* _Work to be completed_
Filter these entries so that only lines with the word "keyspace" remain.

* _Data extracts_
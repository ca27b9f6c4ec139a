//! In-memory keyspace with expiration and mutation logging

use super::value::{vector_to_bytes, Value};
use crate::aof::AofWriter;
use crate::protocol::frame;
use bytes::{Bytes, BytesMut};
use std::collections::HashMap;
use std::time::{Duration, Instant};
use tracing::warn;

/// The keyspace plus its durability hook.
///
/// Expirations live in their own map: a key absent from it never expires.
/// Every mutation that succeeds is appended to the attached log as a wire
/// frame before the caller produces its reply; only the dispatch path ever
/// touches a `Store`, so no synchronization happens here.
pub struct Store {
    values: HashMap<Bytes, Value>,
    expirations: HashMap<Bytes, Instant>,
    aof: Option<AofWriter>,
}

impl Store {
    pub fn new() -> Self {
        Store {
            values: HashMap::new(),
            expirations: HashMap::new(),
            aof: None,
        }
    }

    /// Attach the log; mutations before this point (i.e. replay) are not
    /// re-logged.
    pub fn attach_aof(&mut self, writer: AofWriter) {
        self.aof = Some(writer);
    }

    /// Overwrite `key` with a byte string, replacing any prior kind.
    pub fn set(&mut self, key: Bytes, value: Bytes) {
        self.values.insert(key.clone(), Value::Str(value.clone()));
        self.log_frame(&[Bytes::from_static(b"SET"), key, value]);
    }

    /// Overwrite `key` with a float vector, replacing any prior kind.
    pub fn vec_set(&mut self, key: Bytes, vector: Vec<f32>) {
        let raw = vector_to_bytes(&vector);
        self.values.insert(key.clone(), Value::Vector(vector));
        self.log_frame(&[Bytes::from_static(b"VECSET"), key, raw]);
    }

    /// Value for `key`, treating a passed expiry as absence.
    pub fn get(&mut self, key: &Bytes) -> Option<&Value> {
        if self.is_expired(key) {
            self.remove(key);
            return None;
        }
        self.values.get(key)
    }

    /// Set a TTL on an existing key.
    ///
    /// A non-positive `seconds` or a missing key is a no-op returning
    /// false; nothing is logged in that case.
    pub fn set_expire(&mut self, key: &Bytes, seconds: i64) -> bool {
        if seconds <= 0 {
            return false;
        }
        if self.is_expired(key) {
            self.remove(key);
            return false;
        }
        if !self.values.contains_key(key) {
            return false;
        }
        self.expirations
            .insert(key.clone(), Instant::now() + Duration::from_secs(seconds as u64));
        self.log_frame(&[
            Bytes::from_static(b"EXPIRE"),
            key.clone(),
            Bytes::from(seconds.to_string()),
        ]);
        true
    }

    /// Sweep every key whose expiry has passed out of both maps.
    pub fn cleanup_expired_keys(&mut self) -> usize {
        let now = Instant::now();
        let expired: Vec<Bytes> = self
            .expirations
            .iter()
            .filter(|(_, at)| now >= **at)
            .map(|(key, _)| key.clone())
            .collect();
        for key in &expired {
            self.remove(key);
        }
        expired.len()
    }

    /// Visit every live vector-typed entry.
    pub fn for_each_vector<F: FnMut(&Bytes, &[f32])>(&self, mut visitor: F) {
        let now = Instant::now();
        for (key, value) in &self.values {
            if let Value::Vector(vector) = value {
                let expired = self.expirations.get(key).is_some_and(|at| now >= *at);
                if !expired {
                    visitor(key, vector);
                }
            }
        }
    }

    /// Live key count (expired-but-unswept keys still count until touched).
    pub fn len(&self) -> usize {
        self.values.len()
    }

    pub fn is_empty(&self) -> bool {
        self.values.is_empty()
    }

    fn is_expired(&self, key: &Bytes) -> bool {
        self.expirations
            .get(key)
            .is_some_and(|at| Instant::now() >= *at)
    }

    fn remove(&mut self, key: &Bytes) {
        self.values.remove(key);
        self.expirations.remove(key);
    }

    /// Append a mutation frame to the log and push it toward stable
    /// storage. A write failure degrades durability, not availability.
    fn log_frame(&mut self, tokens: &[Bytes]) {
        if let Some(aof) = &mut self.aof {
            let mut buf = BytesMut::new();
            frame::encode(&mut buf, tokens);
            if let Err(e) = aof.append(&buf) {
                warn!("failed to append to AOF: {}", e);
            }
        }
    }
}

impl Default for Store {
    fn default() -> Self {
        Self::new()
    }
}

#[cfg(test)]
mod tests {
    use super::*;

    fn key(s: &str) -> Bytes {
        Bytes::copy_from_slice(s.as_bytes())
    }

    #[test]
    fn test_set_get() {
        let mut store = Store::new();
        store.set(key("k"), key("v"));
        assert_eq!(store.get(&key("k")), Some(&Value::Str(key("v"))));
        assert_eq!(store.get(&key("missing")), None);
    }

    #[test]
    fn test_last_write_wins_across_kinds() {
        let mut store = Store::new();
        store.set(key("k"), key("v"));
        store.vec_set(key("k"), vec![1.0, 2.0]);
        assert_eq!(store.get(&key("k")), Some(&Value::Vector(vec![1.0, 2.0])));

        store.set(key("k"), key("again"));
        assert_eq!(store.get(&key("k")), Some(&Value::Str(key("again"))));
    }

    #[test]
    fn test_expire_rejects_nonpositive_and_missing() {
        let mut store = Store::new();
        store.set(key("k"), key("v"));
        assert!(!store.set_expire(&key("k"), 0));
        assert!(!store.set_expire(&key("k"), -5));
        assert!(!store.set_expire(&key("nope"), 10));
        // The rejected EXPIREs left the key untouched and permanent.
        assert!(store.get(&key("k")).is_some());
    }

    #[test]
    fn test_expired_key_reads_as_absent() {
        let mut store = Store::new();
        store.set(key("k"), key("v"));
        assert!(store.set_expire(&key("k"), 1));

        std::thread::sleep(Duration::from_millis(1100));
        assert_eq!(store.get(&key("k")), None);
        // Lazy removal cleared both maps.
        assert!(store.is_empty());
    }

    #[test]
    fn test_cleanup_sweeps_only_expired() {
        let mut store = Store::new();
        store.set(key("a"), key("1"));
        store.set(key("b"), key("2"));
        store.set(key("c"), key("3"));
        assert!(store.set_expire(&key("a"), 1));
        assert!(store.set_expire(&key("b"), 100));

        std::thread::sleep(Duration::from_millis(1100));
        assert_eq!(store.cleanup_expired_keys(), 1);
        assert_eq!(store.len(), 2);
        assert!(store.get(&key("a")).is_none());
        assert!(store.get(&key("b")).is_some());
        assert!(store.get(&key("c")).is_some());
    }

    #[test]
    fn test_for_each_vector_skips_strings() {
        let mut store = Store::new();
        store.set(key("s"), key("text"));
        store.vec_set(key("v1"), vec![1.0]);
        store.vec_set(key("v2"), vec![2.0]);

        let mut seen = Vec::new();
        store.for_each_vector(|k, v| seen.push((k.clone(), v.to_vec())));
        seen.sort_by(|a, b| a.0.cmp(&b.0));
        assert_eq!(seen, vec![(key("v1"), vec![1.0]), (key("v2"), vec![2.0])]);
    }
}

* _Response_
//! In-memory keyspace with expiration and mutation logging
/// The keyspace plus its durability hook.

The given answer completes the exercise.